• What you have to do:
Report the number of lines in the entries below that include the word "PlaybackState", and nothing else.

+-------+

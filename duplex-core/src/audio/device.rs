//! Audio device enumeration.

use serde::{Deserialize, Serialize};

#[derive(Debug, Clone, Copy, PartialEq, Eq, Serialize, Deserialize)]
#[serde(rename_all = "lowercase")]
pub enum DeviceDirection {
    Input,
    Output,
}

/// Metadata about one audio endpoint.
#[derive(Debug, Clone, PartialEq, Eq, Serialize, Deserialize)]
#[serde(rename_all = "camelCase")]
pub struct DeviceInfo {
    /// Human-readable device name reported by the OS.
    pub name: String,
    pub direction: DeviceDirection,
    /// Whether this is the system default for its direction.
    pub is_default: bool,
}

/// Default device first, then by case-insensitive name.
fn sort_devices(list: &mut [DeviceInfo]) {
    list.sort_by_key(|d| (!d.is_default, d.name.to_ascii_lowercase()));
}

/// List microphones. Empty when no backend is compiled in or none exist.
pub fn list_input_devices() -> Vec<DeviceInfo> {
    let mut list = enumerate(DeviceDirection::Input);
    sort_devices(&mut list);
    list
}

/// List speakers. Empty when no backend is compiled in or none exist.
pub fn list_output_devices() -> Vec<DeviceInfo> {
    let mut list = enumerate(DeviceDirection::Output);
    sort_devices(&mut list);
    list
}

#[cfg(feature = "audio-cpal")]
fn enumerate(direction: DeviceDirection) -> Vec<DeviceInfo> {
    use cpal::traits::{DeviceTrait, HostTrait};

    let host = cpal::default_host();
    let (default_name, devices) = match direction {
        DeviceDirection::Input => (
            host.default_input_device().and_then(|d| d.name().ok()),
            host.input_devices().map(|d| d.collect::<Vec<_>>()),
        ),
        DeviceDirection::Output => (
            host.default_output_device().and_then(|d| d.name().ok()),
            host.output_devices().map(|d| d.collect::<Vec<_>>()),
        ),
    };

    match devices {
        Ok(devices) => devices
            .iter()
            .enumerate()
            .map(|(idx, device)| {
                let name = device
                    .name()
                    .unwrap_or_else(|_| format!("{direction:?} Device {}", idx + 1));
                let is_default = default_name.as_deref() == Some(name.as_str());
                DeviceInfo {
                    name,
                    direction,
                    is_default,
                }
            })
            .collect(),
        Err(e) => {
            tracing::warn!("failed to enumerate {direction:?} devices: {e}");
            default_name
                .map(|name| {
                    vec![DeviceInfo {
                        name,
                        direction,
                        is_default: true,
                    }]
                })
                .unwrap_or_default()
        }
    }
}

#[cfg(not(feature = "audio-cpal"))]
fn enumerate(_direction: DeviceDirection) -> Vec<DeviceInfo> {
    vec![]
}
//! `SpeechClient`: one object that listens and speaks.
//!
//! Composes a `CapturePipeline` and a `PlaybackPipeline`, merges their
//! events into a single `ClientEvent` stream and tracks aggregate readiness.
//!
//! Status goes `Loading → Ready` once both engines are up, or
//! `Loading → Error` if either fails. `Error` is terminal.

use std::sync::{
    atomic::{AtomicBool, Ordering},
    Arc,
};

use parking_lot::Mutex;
use tracing::{error, info};

use crate::audio::{InputDevice, OutputDevice};
use crate::config::{normalize_speed, ClientConfig};
use crate::error::{DuplexError, Result};
use crate::hub::{EventHub, SubscriptionId};
use crate::inference::{RecognizerLoader, SynthesizerLoader};
use crate::ipc::events::{
    CaptureEvent, CaptureEventName, CaptureState, ClientEvent, ClientEventName, ClientStatus,
    PlaybackEvent, PlaybackEventName, PlaybackState,
};
use crate::ipc::protocol::RequestId;
use crate::pipeline::{CapturePipeline, PlaybackPipeline};

/// Engines and devices the client runs on.
pub struct ClientBackends {
    pub recognizer: Box<dyn RecognizerLoader>,
    pub synthesizer: Box<dyn SynthesizerLoader>,
    pub input: Arc<dyn InputDevice>,
    pub output: Arc<dyn OutputDevice>,
}

impl ClientBackends {
    /// The given engines on the system microphone and speaker.
    #[cfg(feature = "audio-cpal")]
    pub fn with_system_audio(
        recognizer: Box<dyn RecognizerLoader>,
        synthesizer: Box<dyn SynthesizerLoader>,
    ) -> Self {
        Self {
            recognizer,
            synthesizer,
            input: Arc::new(crate::audio::CpalInput),
            output: Arc::new(crate::audio::CpalOutput::new()),
        }
    }
}

struct ClientInner {
    config: ClientConfig,
    hub: Arc<EventHub<ClientEvent>>,
    status: Mutex<ClientStatus>,
    capture: CapturePipeline,
    playback: PlaybackPipeline,
    destroyed: AtomicBool,
}

/// Cheap to clone; clones share one client.
#[derive(Clone)]
pub struct SpeechClient {
    inner: Arc<ClientInner>,
}

impl SpeechClient {
    pub fn new(mut config: ClientConfig, backends: ClientBackends) -> Self {
        config.normalize();

        let capture = CapturePipeline::new(
            backends.input,
            config.capture_constraints(),
            config.stt_asset_dir().to_string_lossy(),
            backends.recognizer,
        );
        let playback = PlaybackPipeline::new(
            backends.output,
            config.tts_asset_dir().to_string_lossy(),
            backends.synthesizer,
        );

        let hub = Arc::new(EventHub::new());
        forward_capture(&capture, &hub);
        forward_playback(&playback, &hub);

        Self {
            inner: Arc::new(ClientInner {
                config,
                hub,
                status: Mutex::new(ClientStatus::Loading),
                capture,
                playback,
                destroyed: AtomicBool::new(false),
            }),
        }
    }

    /// Load both engines concurrently.
    ///
    /// Both must come up for the client to become `Ready`. A failure on
    /// either side moves the client to `Error` for good; the pipeline that
    /// failed has already published its `Error` event.
    ///
    /// # Errors
    /// The first pipeline failure, or `Destroyed`.
    pub async fn initialize(&self) -> Result<()> {
        if self.is_destroyed() {
            return Err(DuplexError::Destroyed);
        }
        let inner = &self.inner;
        match tokio::try_join!(inner.capture.initialize(), inner.playback.initialize()) {
            Ok(((), ())) => {
                inner.set_status(ClientStatus::Ready);
                info!(
                    num_speakers = inner.playback.proxy().num_speakers(),
                    "speech client ready"
                );
                Ok(())
            }
            Err(e) => {
                error!("speech client initialization failed: {e}");
                inner.set_status(ClientStatus::Error);
                Err(e)
            }
        }
    }

    /// Speak `text` with the configured voice unless overridden. Supersedes
    /// anything already being spoken.
    pub fn speak(&self, text: &str, voice_id: Option<u32>, speed: Option<f32>) -> Option<RequestId> {
        let defaults = self.inner.config.tts_voice;
        let voice_id = voice_id.unwrap_or(defaults.voice_id);
        let speed = normalize_speed(speed.unwrap_or(defaults.speed));
        self.inner.playback.speak(text, voice_id, speed)
    }

    pub fn stop_speaking(&self) {
        self.inner.playback.stop();
    }

    /// # Errors
    /// See `CapturePipeline::start`.
    pub async fn start_listening(&self) -> Result<()> {
        self.inner.capture.start().await
    }

    pub fn stop_listening(&self) {
        self.inner.capture.stop();
    }

    /// Tear down both pipelines and drop every subscription. Idempotent.
    pub fn destroy(&self) {
        let inner = &self.inner;
        if inner.destroyed.swap(true, Ordering::AcqRel) {
            return;
        }
        inner.capture.destroy();
        inner.playback.destroy();
        inner.hub.clear();
        info!("speech client destroyed");
    }

    pub fn is_destroyed(&self) -> bool {
        self.inner.destroyed.load(Ordering::Acquire)
    }

    pub fn subscribe<F>(&self, name: ClientEventName, handler: F) -> SubscriptionId
    where
        F: Fn(&ClientEvent) + Send + Sync + 'static,
    {
        self.inner.hub.subscribe(name, handler)
    }

    pub fn unsubscribe(&self, name: ClientEventName, id: SubscriptionId) -> bool {
        self.inner.hub.unsubscribe(name, id)
    }

    pub fn events(&self) -> &EventHub<ClientEvent> {
        &self.inner.hub
    }

    pub fn status(&self) -> ClientStatus {
        *self.inner.status.lock()
    }

    pub fn listening_state(&self) -> CaptureState {
        self.inner.capture.state()
    }

    pub fn speaking_state(&self) -> PlaybackState {
        self.inner.playback.state()
    }

    pub fn config(&self) -> &ClientConfig {
        &self.inner.config
    }

    pub fn capture(&self) -> &CapturePipeline {
        &self.inner.capture
    }

    pub fn playback(&self) -> &PlaybackPipeline {
        &self.inner.playback
    }
}

impl std::fmt::Debug for SpeechClient {
    fn fmt(&self, f: &mut std::fmt::Formatter<'_>) -> std::fmt::Result {
        f.debug_struct("SpeechClient")
            .field("status", &self.status())
            .field("listening", &self.listening_state())
            .field("speaking", &self.speaking_state())
            .finish_non_exhaustive()
    }
}

impl ClientInner {
    fn set_status(&self, next: ClientStatus) {
        {
            let mut status = self.status.lock();
            if *status == next || *status == ClientStatus::Error {
                return;
            }
            *status = next;
        }
        self.hub.publish(&ClientEvent::Status(next));
    }
}

fn forward_capture(capture: &CapturePipeline, hub: &Arc<EventHub<ClientEvent>>) {
    for name in [
        CaptureEventName::Partial,
        CaptureEventName::Final,
        CaptureEventName::Error,
    ] {
        let hub = Arc::clone(hub);
        capture.subscribe(name, move |event| {
            let forwarded = match event {
                CaptureEvent::Partial(text) => ClientEvent::SttPartial(text.clone()),
                CaptureEvent::Final(text) => ClientEvent::SttFinal(text.clone()),
                CaptureEvent::Error(report) => ClientEvent::Error(report.clone()),
                CaptureEvent::StateChange(_) => return,
            };
            hub.publish(&forwarded);
        });
    }
}

fn forward_playback(playback: &PlaybackPipeline, hub: &Arc<EventHub<ClientEvent>>) {
    for name in [
        PlaybackEventName::Start,
        PlaybackEventName::End,
        PlaybackEventName::Error,
    ] {
        let hub = Arc::clone(hub);
        playback.subscribe(name, move |event| {
            let forwarded = match event {
                PlaybackEvent::Start => ClientEvent::TtsStart,
                PlaybackEvent::End => ClientEvent::TtsEnd,
                PlaybackEvent::Error(report) => ClientEvent::Error(report.clone()),
                PlaybackEvent::StateChange(_) => return,
            };
            hub.publish(&forwarded);
        });
    }
}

+-------+

• Output:
2